Members of various religious communities came together Monday evening at a vigil to pray for the victims of the Orlando nightclub mass shooting and to comfort those who mourn.

“Our presence here is a symbol of hope,” Bishop John Noonan of Orlando said the evening of June 13.

He recounted that Jesus wept at the death of his friend Lazarus.

“We come tonight because we too weep. We weep for the loss of our brothers and sisters in our community.”

Bishop Noonan led the bilingual and ecumenical prayer service at Orlando’s St. James Cathedral. Called the “Vigil to Dry Tears,” the event drew clergy and a congregation from diverse faiths.

The diocese said the vigil was an opportunity “to bring about an outpouring of the mercy of God within the heart of our community.”

Early Sunday morning, a gunman opened fire at a gay nightclub in Orlando and began taking hostages. He killed 49 people and injured 53 more before he himself was killed by SWAT officers responding to the scene.

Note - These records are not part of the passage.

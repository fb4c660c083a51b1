use crate::api::infra::{bootstrap, load_context};
use crate::error::AppError;
use crate::segmentation::{ApplicantRecord, ClusterOverview, PredictionView, SegmentationContext};
use clap::Args;
use std::fs;
use std::path::PathBuf;

#[derive(Args, Debug)]
pub(crate) struct ScoreArgs {
    /// Applicant record as an inline JSON object
    #[arg(long, conflicts_with = "input", required_unless_present = "input")]
    pub(crate) record: Option<String>,
    /// Path to a JSON file holding the applicant record
    #[arg(long)]
    pub(crate) input: Option<PathBuf>,
    /// Print the prediction as JSON instead of a text summary
    #[arg(long)]
    pub(crate) json: bool,
}

pub(crate) fn run_score(args: ScoreArgs, dataset: Option<PathBuf>) -> Result<(), AppError> {
    let config = bootstrap(dataset)?;
    let record = read_record(&args)?;
    let context = load_context(&config.model)?;

    let result = context.score(&record)?;
    let view = PredictionView::from(&result);

    if args.json {
        println!("{}", serde_json::to_string_pretty(&view)?);
        return Ok(());
    }

    println!("Applicant assessment");
    println!(
        "  Segment: cluster {} (distance {:.4})",
        view.cluster_id, view.distance_to_centroid
    );
    println!(
        "  Segment history: {} applicants, default rate {:.1}%, approval rate {:.1}%",
        view.cluster_size,
        view.default_rate * 100.0,
        view.approval_rate * 100.0
    );
    println!(
        "  Recommendation: {} ({})",
        view.recommendation.label(),
        view.recommendation.summary()
    );
    println!(
        "  Risk level: {} [{}], confidence {:.1}%",
        view.risk_level.label(),
        view.color,
        view.confidence
    );
    Ok(())
}

pub(crate) fn run_clusters(dataset: Option<PathBuf>) -> Result<(), AppError> {
    let config = bootstrap(dataset)?;
    let context = load_context(&config.model)?;
    render_clusters(&context);
    Ok(())
}

fn read_record(args: &ScoreArgs) -> Result<ApplicantRecord, AppError> {
    let raw = match (&args.record, &args.input) {
        (Some(inline), _) => inline.clone(),
        (None, Some(path)) => fs::read_to_string(path)?,
        (None, None) => "{}".to_string(),
    };
    let fields: serde_json::Map<String, serde_json::Value> = serde_json::from_str(&raw)?;
    Ok(ApplicantRecord::try_from(fields)?)
}

fn render_clusters(context: &SegmentationContext) {
    let overview = ClusterOverview::from_context(context);

    println!("Risk segments");
    println!(
        "  {} historical applicants, {} encoded columns, built {}",
        overview.total_records,
        overview.encoded_columns,
        overview.initialized_at.format("%Y-%m-%d %H:%M:%S UTC")
    );
    for cluster in &overview.clusters {
        println!(
            "  - cluster {}: {} applicants ({:.1}%), default rate {:.1}%, approval rate {:.1}%",
            cluster.id,
            cluster.size,
            cluster.percentage,
            cluster.default_rate * 100.0,
            cluster.approval_rate * 100.0
        );
    }
}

Scripture readings at the evening vigil included the Prophet Isaiah: “He will destroy death forever. The Lord God will wipe away the tears from all faces.” The Gospel of Matthew was also read: “Jesus said come to me, all you who are labored and burdened, and I will give you rest.”

The prayer vigil brought together local residents and local leaders including Bishop Robert Lynch of St. Petersburg, an imam from an Orlando Islamic center and several Christian ministers from other denominations.

“We come to pray and in a sense of love and respect for one another, I wanted to bring the whole religious community together,” Bishop Noonan said.

“I think it is important you see tonight we are joined by many other religious communities,” he said. “Tonight we come not as different religious but as one in the Lord.  It is so important tonight to make sure that we know we are here to show a sense of who we are in relationship to one another.”

The Ireland-born bishop noted his native country’s tragic history of violence.

“And the only way we brought peace was to recognize the dignity of each person. So tonight we come to show that each person is made in the image and likeness of God. Each person is holy, each person is sacred, each person is very, very much entrusted in our love.”

Bishop Noonan noted Jesus’ words on the cross: “I thirst.”

“Jesus thirsts, thirsts spiritually, for us. He thirsts for our love for him,” the bishop commented. “Jesus showed us how to love.”

Love “is not irritable or resentful. It does not rejoice at wrong, but rejoices in the right… Love bears all things, believes all things, helps all things, endures all things,” Bishop Noonan said, citing St. Paul. “Love never comes to an end.”

Some in the congregation went forward to light candles, while minister read a litany for people enduring violence.

“Let us be your peace, Lord,” the congregation said in response.

Another reading at the vigil came from the Gospel of Luke: “In the tender mercy of our God, the dawn from on high will break upon us, to give light to those who dwell in darkness and in the shadow of death, to guide our feet into the path of peace.”